Hi and :welcome: to the forums! 

Winter and Summer sound very sweet and congratulations on getting them  
However, Randy is correct. There should be a two-week period where you don't put your hands in the cage at all, just let them settle in and get used to new sights and sounds. 

If not, they will be frantic and afraid, like they are now, not because of you, but because they're overwhelmed  

As mentioned, covering the cage is a great idea to help them feel safe, and you should play soft music in the background (silence is danger to birds) as well. 

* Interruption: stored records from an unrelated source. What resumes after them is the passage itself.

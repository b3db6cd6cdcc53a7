//! Test support utilities for CLI coverage.
//!
//! Supplies a fixed configuration loader and a world that captures CLI
//! output so step definitions and unit tests stay focused on assertions.

use std::cell::RefCell;
use std::ffi::OsString;
use std::fs;
use std::path::{Path, PathBuf};
use std::process::ExitCode;

use anyhow::{Context, Result};
use callchain_config::Config;
use callchain_graph::CancellationToken;
use camino::Utf8PathBuf;
use rstest::fixture;
use tempfile::TempDir;

use crate::{AppError, ConfigLoader, IoStreams, run_with_loader};

pub(super) const FOO: &str = "Foo.bar()  (com.example)";
pub(super) const BAZ: &str = "Baz.qux()  (com.example)";
pub(super) const MAIN: &str = "Main.main(String[])  (com.example)";

/// A config loader that returns a fixed configuration for tests.
pub(super) struct StaticConfigLoader {
    config: Config,
}

impl StaticConfigLoader {
    pub(super) const fn new(config: Config) -> Self {
        Self { config }
    }
}

impl ConfigLoader for StaticConfigLoader {
    fn load(&self, _args: &[OsString]) -> Result<Config, AppError> {
        Ok(self.config.clone())
    }
}

/// Test world holding CLI state and captured output.
pub(super) struct TestWorld {
    pub temp_dir: TempDir,
    pub config: Config,
    pub cancel: CancellationToken,
    pub stdout: Vec<u8>,
    pub stderr: Vec<u8>,
    pub exit_code: Option<ExitCode>,
}

impl TestWorld {
    pub fn new() -> Result<Self> {
        let temp_dir = TempDir::new().context("create temp dir")?;
        let output_dir = Utf8PathBuf::from_path_buf(temp_dir.path().join("graphs"))
            .map_err(|path| anyhow::anyhow!("non UTF-8 temp path {}", path.display()))?;
        let config = Config {
            output_dir,
            ..Config::default()
        };
        Ok(Self {
            temp_dir,
            config,
            cancel: CancellationToken::new(),
            stdout: Vec::new(),
            stderr: Vec::new(),
            exit_code: None,
        })
    }

    pub fn write_file(&self, name: &str, contents: &str) -> Result<PathBuf> {
        let path = self.temp_dir.path().join(name);
        fs::write(&path, contents).with_context(|| format!("write {name}"))?;
        Ok(path)
    }

    pub fn write_call_map(&self) -> Result<PathBuf> {
        let json = serde_json::json!({
            "callers": {
                FOO: [BAZ],
                BAZ: [MAIN, FOO],
            },
            "origins": {
                BAZ: "production",
                MAIN: "test",
            }
        });
        self.write_file("calls.json", &json.to_string())
    }

    pub fn output_path(&self, name: &str) -> PathBuf {
        self.config.output_dir().as_std_path().join(format!("{name}.json"))
    }

    pub fn run<I>(&mut self, args: I)
    where
        I: IntoIterator<Item = OsString>,
    {
        let mut argv = vec![OsString::from("callchain")];
        argv.extend(args);
        let loader = StaticConfigLoader::new(self.config.clone());
        let mut io = IoStreams::new(&mut self.stdout, &mut self.stderr);
        self.exit_code = Some(run_with_loader(argv, &mut io, &loader, self.cancel.clone()));
    }

    pub fn stdout_text(&self) -> String {
        String::from_utf8_lossy(&self.stdout).into_owned()
    }

    pub fn stderr_text(&self) -> String {
        String::from_utf8_lossy(&self.stderr).into_owned()
    }
}

pub(super) fn read_graph(path: &Path) -> Result<serde_json::Value> {
    let json = fs::read_to_string(path).with_context(|| format!("read {}", path.display()))?;
    serde_json::from_str(&json).context("parse graph json")
}

#[fixture]
pub(super) fn world() -> RefCell<TestWorld> {
    RefCell::new(TestWorld::new().expect("test world"))
}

After two weeks, you can get them used to your hand by slowly putting it in the bottom of the cage where they can see it, and when they're OK with this, you can move it closer, etc. It's important to go at their pace  Also, keep in mind that if one is more skittish than the other, it could make taming more difficult for both of them. After they're both ok with hands in the cage, try feeding them seed or millet in your palm. Sometimes, taming them individually is best, if possible. 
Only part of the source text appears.